Documents, presentations, installation
The Standard of Civilization - Law and War
With Avery F. Gordon, Slavenka Drakulić and Ramzi Kassem
The idea of an international community that can intervene in the internal affairs of another state in the name of humanity or the war against terror is in itself not neutral. It is informed by the continuation of “civilizational thinking” that has been inscribed into the law on war from the beginning of its formation within the context of international law. Both the implications of a global war on terror and the attempts to establish an international jurisprudence are crucial aspects of this nexus.

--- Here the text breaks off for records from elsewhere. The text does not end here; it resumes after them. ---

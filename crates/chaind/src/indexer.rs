//! Domain indexer seam, invoked once per endpoint at the end of bootstrap.

use crate::config::EndpointId;
use crate::connections::ConnectionRegistry;
use anyhow::{Context, Result};
use async_trait::async_trait;
use std::sync::Arc;

/// Optional per-call state for [DomainIndexer::initialize_for_endpoint]. Bootstrap passes `None`.
#[derive(Debug, Clone, Default)]
pub struct IndexerContext {
    /// First block the indexer should consider. [WarmupIndexer] fails when the head is below it.
    pub start_block: Option<u64>,
}

/// Indexing logic for one endpoint. Must eventually return; may do arbitrary network work.
#[async_trait]
pub trait DomainIndexer: Send + Sync {
    async fn initialize_for_endpoint(
        &self,
        endpoint: EndpointId,
        context: Option<IndexerContext>,
    ) -> Result<()>;
}

/// Default indexer: warms both clients of an endpoint with one call each and checks that the
/// batched-call contract sees the same chain as the remote-call client.
#[derive(Debug)]
pub struct WarmupIndexer {
    connections: Arc<ConnectionRegistry>,
}

impl WarmupIndexer {
    pub fn new(connections: Arc<ConnectionRegistry>) -> Self {
        Self { connections }
    }
}

#[async_trait]
impl DomainIndexer for WarmupIndexer {
    async fn initialize_for_endpoint(
        &self,
        endpoint: EndpointId,
        context: Option<IndexerContext>,
    ) -> Result<()> {
        let connection = self
            .connections
            .get(endpoint)
            .with_context(|| format!("endpoint {endpoint} has no connection"))?;
        let head = connection
            .rpc
            .block_number()
            .await
            .context("eth_blockNumber")?;
        let multicall_head = connection
            .multicall
            .block_number()
            .await
            .context("multicall getBlockNumber()")?;
        // Different nodes behind a load balancer may lag by a few blocks.
        if multicall_head.abs_diff(head) > 64 {
            anyhow::bail!("multicall head {multicall_head} far from RPC head {head}");
        }
        if let Some(start) = context.and_then(|c| c.start_block) {
            if head < start {
                anyhow::bail!("head {head} is below start block {start}");
            }
        }
        tracing::info!(chain_id = %endpoint, head, multicall_head, "clients warmed up");
        Ok(())
    }
}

Starting from a set of documents, contributors will be asking to whom international law and the law on war apply, who is protected, and who is not. Sociologist and writer Avery F. Gordon will address questions arising around an archive provided by lawyers of Yemeni prisoners of war held at Guantanamo Bay detention camp, dubbed “alien unlawful combatant.” What can such an archive represent, and what not?
Writer and journalist Slavenka Drakulić will look at a recent case in Bosnia and Herzegovina where ten Croatian generals were charged with war crimes against the Serbian population. She will ask how attaining justice is complicated by the establishment of dissenting national truths after the war in former Yugoslavia.
Legal scholar and lawyer Ramzi Kassem will draw on images, statistics, laws, and cases to explore how the so-called U.S. global war on terror has warped pre-existing systems of power and enabled the emergence of new ones both within the United States and across the globe.
The session will conclude with a joint discussion between Avery F. Gordon, Slavenka Drakulić, Ramzi Kassem and Rana Dasgupta examining the ways in which Western powers have managed to retain their supremacy by ensuring that the codes of war were never equalized after the end of the imperial age.